‘Pure Torture’: Leonard Peltier Details Appalling Prison COVID Care

‘Pure Torture’: Leonard Peltier Details Appalling Prison COVID Care

Never mind that Leonard Peltier has been in prison for 45 years based on no evidence that he committed a crime.

In recent weeks, the 77-year-old Native American rights activist has pleaded for help amid isolating COVID-19 lockdowns, repeatedly requested a booster shot without success, tested positive for COVID and then spent 10 days in quarantine to recover.

Now Peltier says he understands why many inmates aren’t reporting their illnesses and potential COVID infections to staff at all: The conditions in the prison’s so-called medical unit are so bad that people are opting to tough out COVID and other sicknesses on their own instead of enduring the appalling conditions of quarantine.

“Pure torture,” Peltier said of his experience in quarantine, in a statement provided Wednesday by his attorney, Kevin Sharp.

Sharp said he spoke to Peltier last Thursday, just after he was released from the medical unit, which was actually just another cell. There was no “meaningful medical check” during his 10 days in quarantine, according to Peltier. Instead, people periodically came into the cell and took his temperature. Nobody was using an oximeter or doing any other kind of medical evaluation consistent with COVID care.

Peltier said his cell was very cold, and even though the Federal Bureau of Prisons officially relayed that his symptoms were mild, in fact he was having chest pain, stomach pain, pain in his joints and a severe headache.

For food, Peltier said, he was given bread and peanut butter pouches the entire time. He initially wasn’t given any utensils to put the peanut butter on the bread, and, because of his bad teeth, he struggled to open the pouches to eat what little was there. After eight days, he said, he was given a spoon to spread the peanut butter on bread.

Access to drinking water was perhaps the most disturbing situation. Peltier said there was a sink in his cell, and he was told that was where to get water. But he had to drink the water with his hands for several days because no one would give him a cup, and the water was “yellow and rusty looking,” as Peltier put it. On day four, he was given a cup, so he then would let the hot water run and catch it in the cup, wait for it to cool and for the sediment to settle to the bottom of the cup, and then drink only the water from the top of the cup.

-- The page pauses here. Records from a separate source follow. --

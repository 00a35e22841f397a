// Calendar fetcher behaviour against a mock publishing service

use common::calendar::{CalendarFetcher, CalendarSource};
use common::config::SourceConfig;
use common::models::{Entity, EntityKind, FetchOutcome, NaturalKey};
use common::retry::FixedDelay;
use proptest::prelude::*;
use std::collections::HashSet;
use std::sync::Arc;
use std::time::Duration;
use wiremock::matchers::{header, method, path, query_param, query_param_is_missing};
use wiremock::{Mock, MockServer, ResponseTemplate};

const CALENDAR: &str = "BEGIN:VCALENDAR\r\nVERSION:2.0\r\nBEGIN:VEVENT\r\nUID:1@plan\r\nDTSTART:20241007T080000\r\nDTEND:20241007T093000\r\nSUMMARY:Analiza (W): dr Jan Kowalski\r\nEND:VEVENT\r\nEND:VCALENDAR\r\n";
const EMPTY_CALENDAR: &str = "BEGIN:VCALENDAR\r\nVERSION:2.0\r\nEND:VCALENDAR\r\n";
const HTML: &str = "<!DOCTYPE html><html><body>Brak planu</body></html>";

fn source_config(base_url: &str, entity_timeout_seconds: u64) -> SourceConfig {
    SourceConfig {
        base_url: base_url.to_string(),
        client_hint: "GG".to_string(),
        semester: Some(1),
        request_timeout_seconds: 5,
        entity_timeout_seconds,
        user_agent: "plan-sync-test".to_string(),
    }
}

fn fetcher(base_url: &str) -> CalendarFetcher {
    CalendarFetcher::new(
        &source_config(base_url, 30),
        Arc::new(FixedDelay::new(Duration::from_millis(5), 3)),
    )
    .unwrap()
}

fn group(key: &str) -> Entity {
    Entity::new(EntityKind::Group, NaturalKey::new(key).unwrap(), "21INF-SP")
}

#[tokio::test]
async fn fallback_skips_html_and_accepts_next_calendar() {
    let server = MockServer::start().await;

    // plain and authenticated request both answer with a page
    Mock::given(method("GET"))
        .and(path("/plan/a.ics"))
        .respond_with(ResponseTemplate::new(200).set_body_string(HTML))
        .expect(2)
        .mount(&server)
        .await;
    Mock::given(method("GET"))
        .and(path("/grupy_ics.php"))
        .and(query_param("ID", "27341"))
        .and(query_param("S", "1"))
        .and(header("User-Agent", "plan-sync-test"))
        .and(header("Referer", format!("{}/", server.uri()).as_str()))
        .respond_with(ResponseTemplate::new(200).set_body_string(CALENDAR))
        .expect(1)
        .mount(&server)
        .await;

    let mut entity = group("27341");
    entity.calendar_url = Some(format!("{}/plan/a.ics", server.uri()));

    let document = fetcher(&server.uri()).fetch(&entity).await;

    assert_eq!(document.outcome, FetchOutcome::Success);
    assert!(document.body.starts_with("BEGIN:VCALENDAR"));
    assert!(document.source_url.unwrap().contains("S=1"));
    assert_eq!(document.attempts, 3);
    server.verify().await;
}

#[tokio::test]
async fn not_found_advances_without_retry() {
    let server = MockServer::start().await;

    Mock::given(method("GET"))
        .and(path("/grupy_ics.php"))
        .and(query_param("S", "1"))
        .respond_with(ResponseTemplate::new(404))
        .expect(1)
        .mount(&server)
        .await;
    Mock::given(method("GET"))
        .and(path("/grupy_ics.php"))
        .and(query_param("S", "0"))
        .respond_with(ResponseTemplate::new(200).set_body_string(CALENDAR))
        .expect(1)
        .mount(&server)
        .await;

    let document = fetcher(&server.uri()).fetch(&group("27341")).await;

    assert_eq!(document.outcome, FetchOutcome::Success);
    assert_eq!(document.attempts, 2);
    server.verify().await;
}

#[tokio::test]
async fn server_errors_are_retried_on_the_same_candidate() {
    let server = MockServer::start().await;

    Mock::given(method("GET"))
        .and(path("/grupy_ics.php"))
        .and(query_param("S", "1"))
        .respond_with(ResponseTemplate::new(503))
        .up_to_n_times(2)
        .expect(2)
        .mount(&server)
        .await;
    Mock::given(method("GET"))
        .and(path("/grupy_ics.php"))
        .and(query_param("S", "1"))
        .respond_with(ResponseTemplate::new(200).set_body_string(CALENDAR))
        .expect(1)
        .mount(&server)
        .await;

    let document = fetcher(&server.uri()).fetch(&group("27341")).await;

    assert_eq!(document.outcome, FetchOutcome::Success);
    assert_eq!(document.attempts, 3);
    server.verify().await;
}

#[tokio::test]
async fn exhausted_retries_end_in_error() {
    let server = MockServer::start().await;

    Mock::given(method("GET"))
        .and(path("/grupy_ics.php"))
        .and(query_param("S", "1"))
        .respond_with(ResponseTemplate::new(500))
        .expect(3)
        .mount(&server)
        .await;
    Mock::given(method("GET"))
        .and(path("/grupy_ics.php"))
        .and(query_param("S", "0"))
        .respond_with(ResponseTemplate::new(404))
        .expect(1)
        .mount(&server)
        .await;
    Mock::given(method("GET"))
        .and(path("/grupy_ics.php"))
        .and(query_param_is_missing("S"))
        .respond_with(ResponseTemplate::new(200).set_body_string(HTML))
        .expect(2)
        .mount(&server)
        .await;

    let document = fetcher(&server.uri()).fetch(&group("27341")).await;

    assert_eq!(document.outcome, FetchOutcome::Error);
    assert!(document.body.is_empty());
    assert_eq!(document.attempts, 6);
    server.verify().await;
}

#[tokio::test]
async fn no_valid_candidate_is_not_found() {
    let server = MockServer::start().await;

    Mock::given(method("GET"))
        .and(path("/nauczyciel_ics.php"))
        .respond_with(ResponseTemplate::new(200).set_body_string(HTML))
        .expect(6)
        .mount(&server)
        .await;

    let entity = Entity::new(EntityKind::Instructor, NaturalKey::new("501").unwrap(), "dr X");
    let document = fetcher(&server.uri()).fetch(&entity).await;

    assert_eq!(document.outcome, FetchOutcome::NotFound);
    assert!(document.source_url.is_none());
    server.verify().await;
}

#[tokio::test]
async fn calendar_without_events_is_empty() {
    let server = MockServer::start().await;

    Mock::given(method("GET"))
        .and(path("/grupy_ics.php"))
        .respond_with(ResponseTemplate::new(200).set_body_string(EMPTY_CALENDAR))
        .expect(1)
        .mount(&server)
        .await;

    let document = fetcher(&server.uri()).fetch(&group("27341")).await;
    assert_eq!(document.outcome, FetchOutcome::Empty);
}

#[tokio::test]
async fn page_instead_of_calendar_is_retried_with_authentication() {
    let server = MockServer::start().await;

    Mock::given(method("GET"))
        .and(path("/grupy_ics.php"))
        .and(query_param("S", "1"))
        .and(query_param_is_missing("authenticate"))
        .respond_with(ResponseTemplate::new(200).set_body_string(HTML))
        .expect(1)
        .mount(&server)
        .await;
    Mock::given(method("GET"))
        .and(path("/grupy_ics.php"))
        .and(query_param("S", "1"))
        .and(query_param("authenticate", "true"))
        .respond_with(ResponseTemplate::new(200).set_body_string(CALENDAR))
        .expect(1)
        .mount(&server)
        .await;

    let document = fetcher(&server.uri()).fetch(&group("27341")).await;

    assert_eq!(document.outcome, FetchOutcome::Success);
    assert!(document.source_url.unwrap().ends_with("authenticate=true"));
    assert_eq!(document.attempts, 2);
    server.verify().await;
}

#[tokio::test]
async fn site_session_is_primed_once_and_its_cookie_sent() {
    let server = MockServer::start().await;

    Mock::given(method("GET"))
        .and(path("/"))
        .respond_with(
            ResponseTemplate::new(200)
                .insert_header("set-cookie", "PHPSESSID=plan42; Path=/")
                .set_body_string(HTML),
        )
        .expect(1)
        .mount(&server)
        .await;
    Mock::given(method("GET"))
        .and(path("/grupy_ics.php"))
        .and(header("cookie", "PHPSESSID=plan42"))
        .respond_with(ResponseTemplate::new(200).set_body_string(CALENDAR))
        .expect(2)
        .mount(&server)
        .await;

    let fetcher = fetcher(&server.uri());
    let first = fetcher.fetch(&group("27341")).await;
    let second = fetcher.fetch(&group("27342")).await;

    assert_eq!(first.outcome, FetchOutcome::Success);
    assert_eq!(second.outcome, FetchOutcome::Success);
    server.verify().await;
}

#[tokio::test]
async fn timeout_reports_attempts_already_made() {
    let server = MockServer::start().await;

    Mock::given(method("GET"))
        .and(path("/grupy_ics.php"))
        .and(query_param("S", "1"))
        .respond_with(ResponseTemplate::new(404))
        .mount(&server)
        .await;
    Mock::given(method("GET"))
        .and(path("/grupy_ics.php"))
        .and(query_param("S", "0"))
        .respond_with(
            ResponseTemplate::new(200)
                .set_body_string(CALENDAR)
                .set_delay(Duration::from_secs(3)),
        )
        .mount(&server)
        .await;

    let fetcher = CalendarFetcher::new(
        &source_config(&server.uri(), 1),
        Arc::new(FixedDelay::new(Duration::from_millis(5), 3)),
    )
    .unwrap();
    let document = fetcher.fetch(&group("27341")).await;

    assert_eq!(document.outcome, FetchOutcome::Error);
    assert_eq!(document.attempts, 2);
}

#[tokio::test]
async fn slow_entity_is_abandoned_with_error() {
    let server = MockServer::start().await;

    Mock::given(method("GET"))
        .and(path("/grupy_ics.php"))
        .respond_with(
            ResponseTemplate::new(200)
                .set_body_string(CALENDAR)
                .set_delay(Duration::from_secs(3)),
        )
        .mount(&server)
        .await;

    let fetcher = CalendarFetcher::new(
        &source_config(&server.uri(), 1),
        Arc::new(FixedDelay::new(Duration::from_millis(5), 3)),
    )
    .unwrap();
    let document = fetcher.fetch(&group("27341")).await;

    assert_eq!(document.outcome, FetchOutcome::Error);
    assert_eq!(document.attempts, 1);
}

#[test]
fn candidate_urls_are_unique_and_keyed() {
    let fetcher = fetcher("https://plan.example.edu");

    proptest!(|(key in "[0-9]{1,6}", explicit in proptest::option::of("[a-z]{1,8}\\.ics"))| {
        let mut entity = group(&key);
        entity.calendar_url = explicit.clone();

        let urls = fetcher.candidate_urls(&entity);
        let unique: HashSet<&String> = urls.iter().collect();

        prop_assert_eq!(unique.len(), urls.len());
        prop_assert_eq!(urls.len(), if explicit.is_some() { 4 } else { 3 });
        let id_param = format!("ID={}", key);
        prop_assert!(urls.iter().skip(urls.len() - 3).all(|u| u.contains(&id_param)));
    });
}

On the upside, Peltier said, he was finally given a COVID booster shot on Feb. 15, just as he was leaving quarantine after testing positive for COVID.

Randilee Giamusso, a spokesperson for the Federal Bureau of Prisons, declined to comment on “anecdotal allegations” and said the agency is proud of the way it takes care of inmates. She said nothing about the conditions described by Peltier.

“The Bureau of Prisons (BOP) takes pride in protecting and securing individuals entrusted in our custody, as well as maintaining the safety of correctional staff and the community,” Giamusso said in a statement. “We make every effort to ensure the physical safety of inmates confined to our facilities through a controlled environment that is secure and humane.”

HuffPost also asked whether Peltier, who has diabetes and an abdominal aortic aneurysm, is being considered for release under a policy authorized by the Justice Department “to release elderly inmates and those with underlying health conditions from federal prisons” as part of the government’s response to the COVID pandemic.

Giamusso responded with boilerplate language about how that policy works.

“All inmates in BOP custody are reviewed to identify those who are vulnerable, eligible, and appropriate for transfer to a Residential Reentry Center (RRC) or Home Confinement under the CARES Act,” she said. “Inmates who are not eligible for community confinement under these provisions may be reconsidered if there is a change in status that qualifies them for re-review. In addition, if the Warden determines there is a need to refer an inmate for placement in the community due to COVID-19 risk factors who is outside of the criteria, they may forward the referral to the Home Confinement Committee (HCC) in Central Office for further review.”

“Beyond this, we have no additional information to provide.”

Native American rights activist Leonard Peltier has been prison for 45 years based on no evidence of committing a crime. Now 77, he’s reeling from appalling COVID care in prison.

CLIFF SCHIAPPA/Associated Press

Peltier has been in prison for decades after the FBI and a U.S. attorney’s office charged him in the 1975 murders of two FBI agents during a shootout on a Native American reservation ― something he has long said he didn’t do, even when it could have meant parole if he’d said he did. His trial was riddled with misconduct, and even the U.S. attorney who helped put Peltier in prison so long ago is now pleading with President Joe Biden to grant him clemency because, he said, federal officials never had evidence that Peltier committed a crime.

At least two U.S. senators, several members of Congress and dozens of Native American state legislators have recently urged Biden to release Peltier.

A White House spokesperson told HuffPost earlier this month that the White House is aware of the push for Peltier’s release. That’s about all they said.

“As many of you know, President Biden has a process for considering all requests for pardon or commutation, which is run through our White House Counsel’s Office,” said the spokesperson. “I don’t have more to share on Mr. Peltier’s request at this time.”

Peltier is continuing to serve out two consecutive life sentences.